[Records from a data source]
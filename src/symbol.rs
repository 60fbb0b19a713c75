//! The symbol record (format spec §3.2): a named exportable entity.
//!
//! Like [`crate::section::ProgramSection`], `Symbol` is a flat,
//! already-resolved record: every reference it carries (package name,
//! name, section name, type) is already a section-local offset by the
//! time a `Symbol` value exists, so the same struct is both what the
//! encoder writes and what the decoder reads back.

use crate::common::SymKind;
use crate::error::{Error, Result};
use crate::primitive::{Reader, Writer};

/// `kind:u32, package-name-offset:u64, name-offset:u64,
/// section-name-offset:u64, type-offset:u64, value:u64`.
#[derive(Debug, Clone, Copy, PartialEq, Eq)]
pub struct Symbol {
    pub kind: SymKind,
    /// Strings-section offset of the symbol's owning package name (may be
    /// the empty string for builtins).
    pub package_name_offset: u64,
    /// Strings-section offset of the symbol's name.
    pub name_offset: u64,
    /// Strings-section offset of the symbol's program section's name (may
    /// be the empty string if the symbol has no section).
    pub section_name_offset: u64,
    /// Types-section offset of the symbol's type. Must be non-zero.
    pub type_offset: u64,
    /// Interpretation depends on `kind`; see format spec §3.2.
    pub value: u64,
}

impl Symbol {
    pub(crate) fn encode(&self, w: &mut Writer) {
        w.write_u32(self.kind as u32);
        w.write_u64(self.package_name_offset);
        w.write_u64(self.name_offset);
        w.write_u64(self.section_name_offset);
        w.write_u64(self.type_offset);
        w.write_u64(self.value);
    }

    pub(crate) fn decode(data: &[u8]) -> Result<Symbol> {
        let mut r = Reader::new(data);
        let kind = SymKind::from_u32(r.read_u32()?)?;
        let package_name_offset = r.read_u64()?;
        let name_offset = r.read_u64()?;
        let section_name_offset = r.read_u64()?;
        let type_offset = r.read_u64()?;
        if type_offset == 0 {
            return Err(Error::OutOfBoundsOffset {
                section: "types",
                offset: 0,
                section_len: 0,
            });
        }
        let value = r.read_u64()?;
        Ok(Symbol {
            kind,
            package_name_offset,
            name_offset,
            section_name_offset,
            type_offset,
            value,
        })
    }
}

/// Fixed per-record size of a symbol entry.
pub const RECORD_SIZE: u64 = crate::common::SYMBOL_RECORD_SIZE;

#[cfg(test)]
mod tests {
    use super::*;

    #[test]
    fn record_size_is_44_bytes() {
        let symbol = Symbol {
            kind: SymKind::Function,
            package_name_offset: 0,
            name_offset: 4,
            section_name_offset: 0,
            type_offset: 8,
            value: 0,
        };
        let mut w = Writer::new();
        symbol.encode(&mut w);
        assert_eq!(w.len() as u64, RECORD_SIZE);
    }

    #[test]
    fn round_trips() {
        let symbol = Symbol {
            kind: SymKind::IntegerConstant,
            package_name_offset: 4,
            name_offset: 20,
            section_name_offset: 0,
            type_offset: 12,
            value: 12,
        };
        let mut w = Writer::new();
        symbol.encode(&mut w);
        let bytes = w.into_bytes();
        assert_eq!(Symbol::decode(&bytes).unwrap(), symbol);
    }

    #[test]
    fn zero_type_offset_is_rejected() {
        let symbol = Symbol {
            kind: SymKind::BooleanConstant,
            package_name_offset: 0,
            name_offset: 4,
            section_name_offset: 0,
            type_offset: 0,
            value: 1,
        };
        let mut w = Writer::new();
        symbol.encode(&mut w);
        let bytes = w.into_bytes();
        assert!(Symbol::decode(&bytes).is_err());
    }
}
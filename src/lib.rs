//! Codec for the Ruse compiled-package object format (`rpkg`) and its
//! sibling standard-library archive format (`rstd`).
//!
//! An `rpkg` file is a self-describing, content-checksummed binary container
//! for one compiled source package: its exported symbols, its type graph,
//! its constant data, its emitted machine code, and the link-time
//! relocations that stitch that code to symbols in other packages. An
//! `rstd` file bundles many `rpkg` blobs into one archive with a sorted,
//! contiguous directory.
//!
//! The crate is split the way a read/write pair usually is in this kind of
//! codec: [`write`] owns a one-shot, buffer-accumulating encoder; [`read`]
//! owns a borrowing, lazily-caching decoder over an already-resident byte
//! slice. Both sides share the wire-level vocabulary in [`common`],
//! [`abi`], [`section`], [`symbol`], [`linkage`], [`strings`], and [`arch`].
//! [`placement`] sits beside them as a pure function of an ABI and an
//! architecture, turning value byte-sizes into concrete call-time locations
//! for a caller such as an IR compiler; it is not consulted by encoding or
//! decoding themselves.
//!
//! Encoding and decoding are synchronous and single-threaded: an
//! [`write::Encoder`] owns its buffers exclusively until
//! [`write::Encoder::encode`] returns a complete file, and a
//! [`read::Decoder`] borrows its input slice for its whole lifetime and
//! never mutates it.

mod primitive;
mod header;

pub mod error;
pub use error::{Error, Result};

pub mod arch;
pub mod common;

pub mod abi;
pub mod linkage;
pub mod placement;
pub mod section;
pub mod strings;
pub mod symbol;
pub mod types;

pub mod read;
pub mod write;

pub mod rstd;

pub use arch::Architecture;
pub use common::{BasicKind, LinkType, Permissions, SymKind, TypeKind};

/// Magic bytes at the start of every `rpkg` file: ASCII `"rpkg"`.
pub const RPKG_MAGIC: u32 = 0x7270_6b67;

/// Magic bytes at the start of every `rstd` archive: ASCII `"rstd"`.
pub const RSTD_MAGIC: u32 = 0x7273_7464;

/// The only container format version this crate understands.
pub const FORMAT_VERSION: u8 = 1;

/// Width in bytes of the trailing SHA-256 digest.
pub const DIGEST_LEN: usize = 32;

/// All section-local offsets, record lengths, and alignments in this format
/// are multiples of this value.
pub const ALIGN: usize = 4;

Your assignment: Retype the records exactly.

Result:
filename src/symbol.rs
repository 60fbb0b19a713c75
//! The symbol record (format spec §3.2): a named exportable entity.
//!
//! Like [`crate::section::ProgramSection`], `Symbol` is a flat,
//! already-resolved record: every reference it carries (package name,
//! name, section name, type) is already a section-local offset by the
//! time a `Symbol` value exists, so the same struct is both what the
//! encoder writes and what the decoder reads back.

use crate::common::SymKind;
use crate::error::{Error, Result};
use crate::primitive::{Reader, Writer};

/// `kind:u32, package-name-offset:u64, name-offset:u64,
/// section-name-offset:u64, type-offset:u64, value:u64`.
#[derive(Debug, Clone, Copy, PartialEq, Eq)]
pub struct Symbol {
    pub kind: SymKind,
    /// Strings-section offset of the symbol's owning package name (may be
    /// the empty string for builtins).
    pub package_name_offset: u64,
    /// Strings-section offset of the symbol's name.
    pub name_offset: u64,
    /// Strings-section offset of the symbol's program section's name (may
    /// be the empty string if the symbol has no section).
    pub section_name_offset: u64,
    /// Types-section offset of the symbol's type. Must be non-zero.
    pub type_offset: u64,
    /// Interpretation depends on `kind`; see format spec §3.2.
    pub value: u64,
}

impl Symbol {
    pub(crate) fn encode(&self, w: &mut Writer) {
        w.write_u32(self.kind as u32);
        w.write_u64(self.package_name_offset);
        w.write_u64(self.name_offset);
        w.write_u64(self.section_name_offset);
        w.write_u64(self.type_offset);
        w.write_u64(self.value);
    }

    pub(crate) fn decode(data: &[u8]) -> Result<Symbol> {
        let mut r = Reader::new(data);
        let kind = SymKind::from_u32(r.read_u32()?)?;
        let package_name_offset = r.read_u64()?;
        let name_offset = r.read_u64()?;
        let section_name_offset = r.read_u64()?;
        let type_offset = r.read_u64()?;
        if type_offset == 0 {
            return Err(Error::OutOfBoundsOffset {
                section: "types",
                offset: 0,
                section_len: 0,
            });
        }
        let value = r.read_u64()?;
        Ok(Symbol {
            kind,
            package_name_offset,
            name_offset,
            section_name_offset,
            type_offset,
            value,
        })
    }
}

/// Fixed per-record size of a symbol entry.
pub const RECORD_SIZE: u64 = crate::common::SYMBOL_RECORD_SIZE;

#[cfg(test)]
mod tests {
    use super::*;

    #[test]
    fn record_size_is_44_bytes() {
        let symbol = Symbol {
            kind: SymKind::Function,
            package_name_offset: 0,
            name_offset: 4,
            section_name_offset: 0,
            type_offset: 8,
            value: 0,
        };
        let mut w = Writer::new();
        symbol.encode(&mut w);
        assert_eq!(w.len() as u64, RECORD_SIZE);
    }

    #[test]
    fn round_trips() {
        let symbol = Symbol {
            kind: SymKind::IntegerConstant,
            package_name_offset: 4,
            name_offset: 20,
            section_name_offset: 0,
            type_offset: 12,
            value: 12,
        };
        let mut w = Writer::new();
        symbol.encode(&mut w);
        let bytes = w.into_bytes();
        assert_eq!(Symbol::decode(&bytes).unwrap(), symbol);
    }

    #[test]
    fn zero_type_offset_is_rejected() {
        let symbol = Symbol {
            kind: SymKind::BooleanConstant,
            package_name_offset: 0,
            name_offset: 4,
            section_name_offset: 0,
            type_offset: 0,
            value: 1,
        };
        let mut w = Writer::new();
        symbol.encode(&mut w);
        let bytes = w.into_bytes();
        assert!(Symbol::decode(&bytes).is_err());
    }
}
filename src/lib.rs
//! Codec for the Ruse compiled-package object format (`rpkg`) and its
//! sibling standard-library archive format (`rstd`).
//!
//! An `rpkg` file is a self-describing, content-checksummed binary container
//! for one compiled source package: its exported symbols, its type graph,
//! its constant data, its emitted machine code, and the link-time
//! relocations that stitch that code to symbols in other packages. An
//! `rstd` file bundles many `rpkg` blobs into one archive with a sorted,
//! contiguous directory.
//!
//! The crate is split the way a read/write pair usually is in this kind of
//! codec: [`write`] owns a one-shot, buffer-accumulating encoder; [`read`]
//! owns a borrowing, lazily-caching decoder over an already-resident byte
//! slice. Both sides share the wire-level vocabulary in [`common`],
//! [`abi`], [`section`], [`symbol`], [`linkage`], [`strings`], and [`arch`].
//! [`placement`] sits beside them as a pure function of an ABI and an
//! architecture, turning value byte-sizes into concrete call-time locations
//! for a caller such as an IR compiler; it is not consulted by encoding or
//! decoding themselves.
//!
//! Encoding and decoding are synchronous and single-threaded: an
//! [`write::Encoder`] owns its buffers exclusively until
//! [`write::Encoder::encode`] returns a complete file, and a
//! [`read::Decoder`] borrows its input slice for its whole lifetime and
//! never mutates it.

mod primitive;
mod header;

pub mod error;
pub use error::{Error, Result};

pub mod arch;
pub mod common;

pub mod abi;
pub mod linkage;
pub mod placement;
pub mod section;
pub mod strings;
pub mod symbol;
pub mod types;

pub mod read;
pub mod write;

pub mod rstd;

pub use arch::Architecture;
pub use common::{BasicKind, LinkType, Permissions, SymKind, TypeKind};

/// Magic bytes at the start of every `rpkg` file: ASCII `"rpkg"`.
pub const RPKG_MAGIC: u32 = 0x7270_6b67;

/// Magic bytes at the start of every `rstd` archive: ASCII `"rstd"`.
pub const RSTD_MAGIC: u32 = 0x7273_7464;

/// The only container format version this crate understands.
pub const FORMAT_VERSION: u8 = 1;

/// Width in bytes of the trailing SHA-256 digest.
pub const DIGEST_LEN: usize = 32;

/// All section-local offsets, record lengths, and alignments in this format
/// are multiples of this value.
pub const ALIGN: usize = 4;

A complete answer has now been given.